→ The task
Could you print the lines below exactly, from the one holding "controller's register arithmetic." through the last line, with no other output?

Stored data:
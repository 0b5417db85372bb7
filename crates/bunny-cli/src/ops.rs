//! Subcommand execution.

use std::net::{TcpStream, ToSocketAddrs};

use anyhow::{bail, Context, Result};
use colored::Colorize;

use bunny_rail::codec::PointRecord;
use bunny_rail::server::{self, STATUS_OK};
use bunny_rail::ternary;
use bunny_rail::trajectory::{self, Linkage, ParseOptions};
use bunny_rail::{
    Command, ControlPlane, EpisodeProvider, FunctionWeights, Playback, PlaybackConfig, RingState,
    TcpControlPlane, UploadMode, UploadRequest,
};

use crate::{Cli, Commands, PlayArgs, TrajectoryArgs, UploadArgs, WeightsArgs};

/// Run one parsed command line.
pub fn execute(cli: Cli) -> Result<()> {
    let robot_id = cli.robot_id;
    match cli.command {
        Commands::Add(args) => execute_add(&cli.control_plane, robot_id, &args),
        Commands::AddPoint(args) => {
            let point = args.to_point()?;
            let (id, next) = (point.id, point.next_id);
            send(&cli.control_plane, &[Command::AddPoint(PointRecord { robot_id, point })])?;
            status(format!("added point {id} -> {next}"));
            Ok(())
        }
        Commands::Delete { first, last } => {
            send(&cli.control_plane, &[Command::DeleteRange { robot_id, first, last }])
        }
        Commands::Clear => send(&cli.control_plane, &[Command::ClearAll]),
        Commands::Load(args) => execute_load(&cli.control_plane, robot_id, &args),
        Commands::Dump => send(&cli.control_plane, &[Command::Dump]),
        Commands::Play(args) => execute_play(&cli.control_plane, robot_id, &args),
        Commands::ClearFunctions => send(&cli.control_plane, &[Command::ClearFunctions]),
        Commands::Weights(args) => execute_weights(&cli.control_plane, &args),
        Commands::ActualId => {
            let mut plane = connect(&cli.control_plane)?;
            let id = plane.actual_position(robot_id)?;
            plane.close()?;
            println!("{}", id);
            Ok(())
        }
        Commands::SetRedirect { from, to } => send(
            &cli.control_plane,
            &[Command::SetRedirect { robot_id, from_id: from, to_id: to }],
        ),
        Commands::UnsetRedirect { from } => send(
            &cli.control_plane,
            &[Command::UnsetRedirect { robot_id, from_id: from }],
        ),
        Commands::SetActualId { id } => send(
            &cli.control_plane,
            &[Command::SetActualPosition { robot_id, point_id: id }],
        ),
        Commands::Upload(args) => execute_upload(&args),
        Commands::Close => send(&cli.control_plane, &[]),
        Commands::Shutdown => {
            let mut plane = connect(&cli.control_plane)?;
            plane.send(&Command::Shutdown)?;
            status(format!("shutdown sent to {}", cli.control_plane));
            Ok(())
        }
    }
}

fn status(message: String) {
    println!("{} {}", "[bunny]".bright_cyan().bold(), message);
}

fn connect(addr: &str) -> Result<TcpControlPlane> {
    let addr = addr
        .to_socket_addrs()
        .with_context(|| format!("bad control plane address {addr}"))?
        .next()
        .with_context(|| format!("{addr} resolves to nothing"))?;
    TcpControlPlane::connect(addr, None).with_context(|| format!("cannot reach switch agent at {addr}"))
}

/// Send `commands` on one connection and close it.
fn send(addr: &str, commands: &[Command]) -> Result<()> {
    let mut plane = connect(addr)?;
    plane.send_all(commands)?;
    plane.close()?;
    tracing::debug!(sent = commands.len(), "done");
    Ok(())
}

fn load_points(args: &TrajectoryArgs) -> Result<Vec<bunny_rail::TrajectoryPoint>> {
    let options = ParseOptions {
        linkage: if args.looping { Linkage::Looping } else { Linkage::Forward },
        last_duration_ms: args.last_duration_ms,
    };
    trajectory::load_file(&args.file, options)
        .with_context(|| format!("cannot read {}", args.file.display()))
}

fn execute_add(addr: &str, robot_id: i32, args: &TrajectoryArgs) -> Result<()> {
    if args.capacity == 0 {
        bail!("capacity must be > 0");
    }
    let points = load_points(args)?;
    let commands: Vec<Command> = points
        .iter()
        .map(|p| {
            Command::AddPoint(PointRecord {
                robot_id,
                point: p.shifted(args.offset, args.capacity),
            })
        })
        .collect();
    send(addr, &commands)?;
    status(format!("added {} points", points.len()));
    Ok(())
}

fn execute_load(addr: &str, robot_id: i32, args: &TrajectoryArgs) -> Result<()> {
    let points = load_points(args)?;
    let mut ring = RingState::new(args.capacity)?;
    let commands = ring.reset(robot_id, &points)?;
    send(addr, &commands)?;
    status(format!(
        "loaded {} points, stop at {}",
        points.len(),
        ring.stop().map_or_else(|| "-".to_string(), |s| s.to_string())
    ));
    Ok(())
}

fn execute_play(addr: &str, robot_id: i32, args: &PlayArgs) -> Result<()> {
    let mut config = match &args.config {
        Some(path) => PlaybackConfig::from_json_file(path)
            .with_context(|| format!("cannot load {}", path.display()))?,
        None => PlaybackConfig::default(),
    };
    config.robot_id = robot_id.into();
    if let Some(offset) = args.offset {
        config.offset = offset;
    }

    let mut provider = EpisodeProvider::from_file(&args.file, config.last_duration_ms)
        .with_context(|| format!("cannot read {}", args.file.display()))?;
    let mut playback = Playback::new(config, std::thread::sleep)?;

    let mut plane = connect(addr)?;
    let report = playback.run(&mut plane, &mut provider, args.episodes)?;
    plane.close()?;

    status(format!(
        "played {} episodes: {} points uploaded, {} ranges deleted",
        report.episodes, report.points_uploaded, report.ranges_deleted
    ));
    Ok(())
}

fn execute_weights(addr: &str, args: &WeightsArgs) -> Result<()> {
    let weights = FunctionWeights {
        actual: args.actual,
        target: args.target,
        difference: args.difference,
    };
    let commands = ternary::weighting_commands(&weights, args.precision)?;
    send(addr, &commands)?;
    status(format!(
        "installed {} rules per table (precision {})",
        ternary::rule_count(args.precision)?,
        args.precision
    ));
    Ok(())
}

fn execute_upload(args: &UploadArgs) -> Result<()> {
    let payload = std::fs::read_to_string(&args.file)
        .with_context(|| format!("cannot read {}", args.file.display()))?;
    let mode = if args.append { UploadMode::Append } else { UploadMode::Reset };
    let request = UploadRequest::new(mode, payload);

    let mut stream = TcpStream::connect(&args.proxy)
        .with_context(|| format!("cannot reach upload proxy at {}", args.proxy))?;
    let code = server::send_upload(&mut stream, &request)?;
    if code != STATUS_OK {
        bail!("proxy rejected the {:?} upload (status {})", mode, code);
    }
    status(format!("{:?} upload of {} accepted", mode, args.file.display()));
    Ok(())
}
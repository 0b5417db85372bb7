use bunny_rail::ternary::{self, FunctionWeights};
use criterion::{black_box, criterion_group, criterion_main, BenchmarkId, Criterion, Throughput};

fn benchmark_rule_generation(c: &mut Criterion) {
    let mut group = c.benchmark_group("Rule generation");

    for precision in [2u32, 4, 8] {
        let rules = ternary::rule_count(precision).unwrap();
        group.throughput(Throughput::Elements(rules));
        group.bench_with_input(BenchmarkId::new("multiplicator", precision), &precision, |b, &p| {
            b.iter(|| {
                let rules = ternary::encode(ternary::multiplicator(black_box(1.5)), p).unwrap();
                black_box(rules)
            })
        });
    }

    let weights = FunctionWeights {
        actual: 1.0,
        target: 0.5,
        difference: 2.0,
    };
    group.bench_function("weighting_commands_p4", |b| {
        b.iter(|| black_box(ternary::weighting_commands(black_box(&weights), 4).unwrap()))
    });

    group.finish();
}

fn benchmark_lookup(c: &mut Criterion) {
    let mut group = c.benchmark_group("Rule lookup");
    let rules = ternary::encode(ternary::multiplicator(1.5), 4).unwrap();
    let inputs: Vec<i64> = (0..1024).map(|i| (i - 512) * 7_919_393).collect();

    group.throughput(Throughput::Elements(inputs.len() as u64));
    group.bench_function("linear_scan_p4", |b| {
        b.iter(|| {
            for &input in &inputs {
                black_box(ternary::lookup(&rules, black_box(input)));
            }
        })
    });

    group.finish();
}

criterion_group!(benches, benchmark_rule_generation, benchmark_lookup);
criterion_main!(benches);
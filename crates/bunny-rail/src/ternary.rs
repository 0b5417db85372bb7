//! Ternary (value/mask) rule generation for table-based function approximation.
//!
//! The controller evaluates scaling functions with TCAM lookups keyed on a
//! 64-bit signed input. A table cannot hold one entry per input, so the
//! domain is split into prefix classes the way a float splits it into
//! exponent and mantissa:
//!
//! - the *sign run* (`k` copies of the sign bit, then the first bit that
//!   differs from it) plays the role of the exponent;
//! - the next `precision` bits are kept as the mantissa;
//! - everything below is wildcarded.
//!
//! ```text
//! positive:  0..0 1 mmmm ****...
//!            \_k_/  \p_/
//! negative:  1..1 0 mmmm ****...
//! near zero: 0...0 mmmm *        (63 - p sign bits, one wildcard bit)
//! ```
//!
//! Every class becomes one rule whose output is the target function
//! evaluated on the class' `[min, max]` range. The rule count is
//! `2 * (63 - precision) * 2^precision`, independent of the input range,
//! and the rules of one table match disjoint inputs that together cover all
//! 2^64 keys.

use crate::codec::{FunctionEntry, Selector};
use crate::command::Command;
use crate::error::{RailError, Result};

/// Largest supported number of significant bits.
pub const MAX_PRECISION: u32 = 62;

/// Precision used when installing the scaling tables.
pub const DEFAULT_PRECISION: u32 = 4;

/// One TCAM entry: inputs agreeing with `match_value` on the bits set in
/// `match_mask` produce `output`.
#[derive(Debug, Clone, Copy, PartialEq, Eq, Hash)]
pub struct TernaryRule {
    pub match_value: u64,
    pub match_mask: u64,
    pub output: i64,
}

impl TernaryRule {
    /// Whether `input` falls in this rule's class.
    #[inline]
    pub fn matches(&self, input: i64) -> bool {
        (input as u64) & self.match_mask == self.match_value & self.match_mask
    }
}

/// A left-aligned bit prefix of a 64-bit key.
#[derive(Debug, Clone, Copy, PartialEq, Eq)]
pub struct Prefix {
    /// Prefix bits, padded with zeros on the right.
    pub bits: u64,
    /// Number of significant leading bits.
    pub len: u32,
}

impl Prefix {
    fn new(pattern: u64, len: u32) -> Self {
        Self {
            bits: pattern << (64 - len),
            len,
        }
    }

    /// Mask with the first `len` bits set.
    pub fn mask(&self) -> u64 {
        u64::MAX.checked_shl(64 - self.len).unwrap_or(0)
    }

    /// Smallest and largest signed value carrying this prefix.
    pub fn range(&self) -> (i64, i64) {
        let zero_padded = self.bits as i64;
        let one_padded = (self.bits | !self.mask()) as i64;
        (zero_padded.min(one_padded), zero_padded.max(one_padded))
    }
}

fn check_precision(precision: u32) -> Result<()> {
    if precision > MAX_PRECISION {
        return Err(RailError::InvalidPrecision {
            precision,
            max: MAX_PRECISION,
        });
    }
    Ok(())
}

/// Number of rules `encode` emits for `precision`.
pub fn rule_count(precision: u32) -> Result<u64> {
    check_precision(precision)?;
    Ok(2 * (63 - precision as u64) * (1u64 << precision))
}

/// All prefix classes for `precision` significant bits.
pub fn prefixes(precision: u32) -> Result<impl Iterator<Item = Prefix>> {
    check_precision(precision)?;
    let p = precision;
    let mantissas = 1u64 << p;

    // Sign runs 1..=62-p leave room for the differing bit and the mantissa.
    let levels = move |negative: bool| {
        (1..=62 - p).flat_map(move |k| {
            (0..mantissas).map(move |m| {
                let run = if negative { ((1u64 << k) - 1) << (p + 1) } else { 1u64 << p };
                Prefix::new(run | m, k + 1 + p)
            })
        })
    };
    let near_zero = move |negative: bool| {
        (0..mantissas).map(move |m| {
            let run = if negative { ((1u64 << (63 - p)) - 1) << p } else { 0 };
            Prefix::new(run | m, 63)
        })
    };

    Ok(levels(false)
        .chain(near_zero(false))
        .chain(levels(true))
        .chain(near_zero(true)))
}

/// Approximate `f` with ternary rules.
///
/// `f` receives the inclusive `[min, max]` bounds of each prefix class.
pub fn encode<F>(f: F, precision: u32) -> Result<Vec<TernaryRule>>
where
    F: Fn(i64, i64) -> i64,
{
    let rules = prefixes(precision)?
        .map(|prefix| {
            let (min, max) = prefix.range();
            TernaryRule {
                match_value: prefix.bits,
                match_mask: prefix.mask(),
                output: f(min, max),
            }
        })
        .collect();
    Ok(rules)
}

/// Output of the first rule matching `input`.
pub fn lookup(rules: &[TernaryRule], input: i64) -> Option<i64> {
    rules.iter().find(|r| r.matches(input)).map(|r| r.output)
}

/// Linear scaling `x -> round(c * x)` evaluated at the class minimum.
///
/// The product wraps to 64 bits like the controller's register arithmetic.
pub fn multiplicator(c: f64) -> impl Fn(i64, i64) -> i64 {
    move |lo, hi| {
        let scaled = (c * lo.min(hi) as f64).round();
        (scaled as i128) as i64
    }
}

/// Scaling constants for the three function tables.
#[derive(Debug, Clone, Copy, PartialEq)]
pub struct FunctionWeights {
    pub actual: f64,
    pub target: f64,
    pub difference: f64,
}

impl FunctionWeights {
    pub fn weight(&self, selector: Selector) -> f64 {
        match selector {
            Selector::ActualSpeed => self.actual,
            Selector::TargetSpeed => self.target,
            Selector::PositionDifference => self.difference,
        }
    }
}

/// Commands replacing all three scaling tables.
///
/// The tables are cleared first so no partial rule set from an earlier
/// upload stays visible next to the new one.
pub fn weighting_commands(weights: &FunctionWeights, precision: u32) -> Result<Vec<Command>> {
    let mut commands = vec![Command::ClearFunctions];
    for selector in Selector::ALL {
        let rules = encode(multiplicator(weights.weight(selector)), precision)?;
        commands.extend(
            rules
                .iter()
                .map(|rule| Command::AddFunctionEntry(FunctionEntry::from_rule(selector, rule))),
        );
    }
    Ok(commands)
}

→ Task solution
/// The product wraps to 64 bits like the controller's register arithmetic.
pub fn multiplicator(c: f64) -> impl Fn(i64, i64) -> i64 {
    move |lo, hi| {
        let scaled = (c * lo.min(hi) as f64).round();
        (scaled as i128) as i64
    }
}

/// Scaling constants for the three function tables.
#[derive(Debug, Clone, Copy, PartialEq)]
pub struct FunctionWeights {
    pub actual: f64,
    pub target: f64,
    pub difference: f64,
}

impl FunctionWeights {
    pub fn weight(&self, selector: Selector) -> f64 {
        match selector {
            Selector::ActualSpeed => self.actual,
            Selector::TargetSpeed => self.target,
            Selector::PositionDifference => self.difference,
        }
    }
}

/// Commands replacing all three scaling tables.
///
/// The tables are cleared first so no partial rule set from an earlier
/// upload stays visible next to the new one.
pub fn weighting_commands(weights: &FunctionWeights, precision: u32) -> Result<Vec<Command>> {
    let mut commands = vec![Command::ClearFunctions];
    for selector in Selector::ALL {
        let rules = encode(multiplicator(weights.weight(selector)), precision)?;
        commands.extend(
            rules
                .iter()
                .map(|rule| Command::AddFunctionEntry(FunctionEntry::from_rule(selector, rule))),
        );
    }
    Ok(commands)
}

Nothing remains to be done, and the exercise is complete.